Collected data entries
"""
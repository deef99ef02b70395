// src/presentation/http/controllers/car_models.rs
use crate::application::{
    commands::car_models::{
        CarColorInput, CreateCarModelCommand, DeleteCarModelCommand, GalleryImageInput,
        UpdateCarModelCommand,
    },
    dto::{CarModelDto, Page, serde_flag},
    queries::car_models::{GetCarModelByIdQuery, GetCarModelBySlugQuery, ListCarModelsQuery},
};
use crate::presentation::http::error::{ErrorResponse, HttpResult, IntoHttpResult};
use crate::presentation::http::extractors::{Authenticated, MaybeAuthenticated};
use crate::presentation::http::state::HttpState;
use axum::{
    Extension, Json,
    extract::{Path, Query},
    http::StatusCode,
};
use serde::Deserialize;
use utoipa::{IntoParams, ToSchema};

use super::{StatusMessage, clearable_text, nullable};

#[derive(Debug, Default, Deserialize, IntoParams)]
#[into_params(parameter_in = Query)]
pub struct CarModelListParams {
    pub page: Option<u32>,
    pub page_size: Option<u32>,
    /// Include unpublished models. Requires an admin token.
    #[serde(default)]
    pub include_drafts: bool,
    pub category: Option<String>,
    /// Case-insensitive name search.
    pub search: Option<String>,
}

#[derive(Debug, Default, Deserialize, ToSchema)]
pub struct CarColorRequest {
    pub name: Option<String>,
    /// `#RRGGBB`
    #[schema(example = "#1A2B3C")]
    pub hex_code: Option<String>,
    pub image_url: Option<String>,
}

impl From<CarColorRequest> for CarColorInput {
    fn from(req: CarColorRequest) -> Self {
        Self {
            name: req.name,
            hex_code: req.hex_code,
            image_url: req.image_url,
        }
    }
}

#[derive(Debug, Default, Deserialize, ToSchema)]
pub struct GalleryImageRequest {
    pub url: Option<String>,
    pub alt: Option<String>,
}

impl From<GalleryImageRequest> for GalleryImageInput {
    fn from(req: GalleryImageRequest) -> Self {
        Self {
            url: req.url,
            alt: req.alt,
        }
    }
}

#[derive(Debug, Default, Deserialize, ToSchema)]
pub struct CreateCarModelRequest {
    pub name: Option<String>,
    pub slug: Option<String>,
    pub category: Option<String>,
    pub tagline: Option<String>,
    pub description: Option<String>,
    pub starting_price: Option<i64>,
    pub main_image_url: Option<String>,
    pub brochure_url: Option<String>,
    #[serde(default)]
    pub features: Vec<String>,
    #[serde(default)]
    pub colors: Vec<CarColorRequest>,
    #[serde(default)]
    pub gallery: Vec<GalleryImageRequest>,
    #[serde(default, deserialize_with = "serde_flag::deserialize")]
    #[schema(value_type = Option<u8>)]
    pub published: bool,
    pub display_order: Option<i32>,
}

/// Absent fields are left unchanged. `null` clears nullable fields; list
/// fields are replaced wholesale when present.
#[derive(Debug, Default, Deserialize, ToSchema)]
pub struct UpdateCarModelRequest {
    pub name: Option<String>,
    pub slug: Option<String>,
    pub category: Option<String>,
    #[serde(default, deserialize_with = "clearable_text")]
    pub tagline: Option<String>,
    #[serde(default, deserialize_with = "clearable_text")]
    pub description: Option<String>,
    #[serde(default, deserialize_with = "nullable")]
    #[schema(value_type = Option<i64>)]
    pub starting_price: Option<Option<i64>>,
    #[serde(default, deserialize_with = "clearable_text")]
    pub main_image_url: Option<String>,
    #[serde(default, deserialize_with = "clearable_text")]
    pub brochure_url: Option<String>,
    pub features: Option<Vec<String>>,
    pub colors: Option<Vec<CarColorRequest>>,
    pub gallery: Option<Vec<GalleryImageRequest>>,
    #[serde(default, deserialize_with = "serde_flag::option::deserialize")]
    #[schema(value_type = Option<u8>)]
    pub published: Option<bool>,
    pub display_order: Option<i32>,
}

fn into_inputs<R, I: From<R>>(items: Vec<R>) -> Vec<I> {
    items.into_iter().map(Into::into).collect()
}

#[utoipa::path(
    get,
    path = "/api/v1/car-models",
    params(CarModelListParams),
    responses(
        (status = 200, description = "Page of car models in display order.", body = crate::presentation::http::openapi::CarModelListResponse),
        (status = 401, description = "Invalid token.", body = ErrorResponse),
        (status = 403, description = "Drafts requested without authentication.", body = ErrorResponse)
    ),
    tag = "Car Models"
)]
pub async fn list_car_models(
    Extension(state): Extension<HttpState>,
    MaybeAuthenticated(actor): MaybeAuthenticated,
    Query(params): Query<CarModelListParams>,
) -> HttpResult<Json<Page<CarModelDto>>> {
    let query = ListCarModelsQuery {
        page: params.page,
        page_size: params.page_size,
        include_drafts: params.include_drafts,
        category: params.category,
        search: params.search,
    };

    state
        .services
        .car_model_queries
        .list_car_models(actor.as_ref(), query)
        .await
        .into_http()
        .map(Json)
}

#[utoipa::path(
    get,
    path = "/api/v1/car-models/by-slug/{slug}",
    params(("slug" = String, Path, description = "Car model slug")),
    responses(
        (status = 200, description = "The car model.", body = CarModelDto),
        (status = 404, description = "Unknown slug or unpublished model.", body = ErrorResponse)
    ),
    tag = "Car Models"
)]
pub async fn get_car_model_by_slug(
    Extension(state): Extension<HttpState>,
    MaybeAuthenticated(actor): MaybeAuthenticated,
    Path(slug): Path<String>,
) -> HttpResult<Json<CarModelDto>> {
    state
        .services
        .car_model_queries
        .get_car_model_by_slug(actor.as_ref(), GetCarModelBySlugQuery { slug })
        .await
        .into_http()
        .map(Json)
}

#[utoipa::path(
    get,
    path = "/api/v1/car-models/{id}",
    params(("id" = i64, Path, description = "Car model id")),
    responses(
        (status = 200, description = "The car model.", body = CarModelDto),
        (status = 404, description = "Unknown id or unpublished model.", body = ErrorResponse)
    ),
    tag = "Car Models"
)]
pub async fn get_car_model(
    Extension(state): Extension<HttpState>,
    MaybeAuthenticated(actor): MaybeAuthenticated,
    Path(id): Path<i64>,
) -> HttpResult<Json<CarModelDto>> {
    state
        .services
        .car_model_queries
        .get_car_model_by_id(actor.as_ref(), GetCarModelByIdQuery { id })
        .await
        .into_http()
        .map(Json)
}

#[utoipa::path(
    post,
    path = "/api/v1/car-models",
    request_body = CreateCarModelRequest,
    responses(
        (status = 201, description = "Car model created.", body = CarModelDto),
        (status = 400, description = "Missing or invalid fields.", body = ErrorResponse),
        (status = 401, description = "Unauthorized.", body = ErrorResponse),
        (status = 409, description = "Slug already exists.", body = ErrorResponse),
        (status = 500, description = "Unexpected server error.", body = ErrorResponse)
    ),
    security(("bearerAuth" = [])),
    tag = "Car Models"
)]
pub async fn create_car_model(
    Extension(state): Extension<HttpState>,
    Authenticated(_admin): Authenticated,
    Json(payload): Json<CreateCarModelRequest>,
) -> HttpResult<(StatusCode, Json<CarModelDto>)> {
    let command = CreateCarModelCommand {
        name: payload.name,
        slug: payload.slug,
        category: payload.category,
        tagline: payload.tagline,
        description: payload.description,
        starting_price: payload.starting_price,
        main_image_url: payload.main_image_url,
        brochure_url: payload.brochure_url,
        features: payload.features,
        colors: into_inputs(payload.colors),
        gallery: into_inputs(payload.gallery),
        published: payload.published,
        display_order: payload.display_order,
    };

    let model = state
        .services
        .car_model_commands
        .create_car_model(command)
        .await
        .into_http()?;
    Ok((StatusCode::CREATED, Json(model)))
}

#[utoipa::path(
    put,
    path = "/api/v1/car-models/{id}",
    params(("id" = i64, Path, description = "Car model id")),
    request_body = UpdateCarModelRequest,
    responses(
        (status = 200, description = "Car model updated.", body = CarModelDto),
        (status = 400, description = "Invalid fields.", body = ErrorResponse),
        (status = 401, description = "Unauthorized.", body = ErrorResponse),
        (status = 404, description = "Car model not found.", body = ErrorResponse),
        (status = 409, description = "Slug already exists.", body = ErrorResponse),
        (status = 500, description = "Unexpected server error.", body = ErrorResponse)
    ),
    security(("bearerAuth" = [])),
    tag = "Car Models"
)]
pub async fn update_car_model(
    Extension(state): Extension<HttpState>,
    Authenticated(_admin): Authenticated,
    Path(id): Path<i64>,
    Json(payload): Json<UpdateCarModelRequest>,
) -> HttpResult<Json<CarModelDto>> {
    let command = UpdateCarModelCommand {
        id,
        name: payload.name,
        slug: payload.slug,
        category: payload.category,
        tagline: payload.tagline,
        description: payload.description,
        starting_price: payload.starting_price,
        main_image_url: payload.main_image_url,
        brochure_url: payload.brochure_url,
        features: payload.features,
        colors: payload.colors.map(into_inputs),
        gallery: payload.gallery.map(into_inputs),
        published: payload.published,
        display_order: payload.display_order,
    };

    state
        .services
        .car_model_commands
        .update_car_model(command)
        .await
        .into_http()
        .map(Json)
}

#[utoipa::path(
    delete,
    path = "/api/v1/car-models/{id}",
    params(("id" = i64, Path, description = "Car model id")),
    responses(
        (status = 200, description = "Car model deleted.", body = StatusMessage),
        (status = 401, description = "Unauthorized.", body = ErrorResponse),
        (status = 404, description = "Car model not found.", body = ErrorResponse),
        (status = 500, description = "Unexpected server error.", body = ErrorResponse)
    ),
    security(("bearerAuth" = [])),
    tag = "Car Models"
)]
pub async fn delete_car_model(
    Extension(state): Extension<HttpState>,
    Authenticated(_admin): Authenticated,
    Path(id): Path<i64>,
) -> HttpResult<Json<StatusMessage>> {
    state
        .services
        .car_model_commands
        .delete_car_model(DeleteCarModelCommand { id })
        .await
        .into_http()?;

    Ok(Json(StatusMessage::deleted()))
}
"""
Assignment
Copy out each line of the records where the string "CarColorInput" appears.

The completed task
        CarColorInput, CreateCarModelCommand, DeleteCarModelCommand, GalleryImageInput,
impl From<CarColorRequest> for CarColorInput {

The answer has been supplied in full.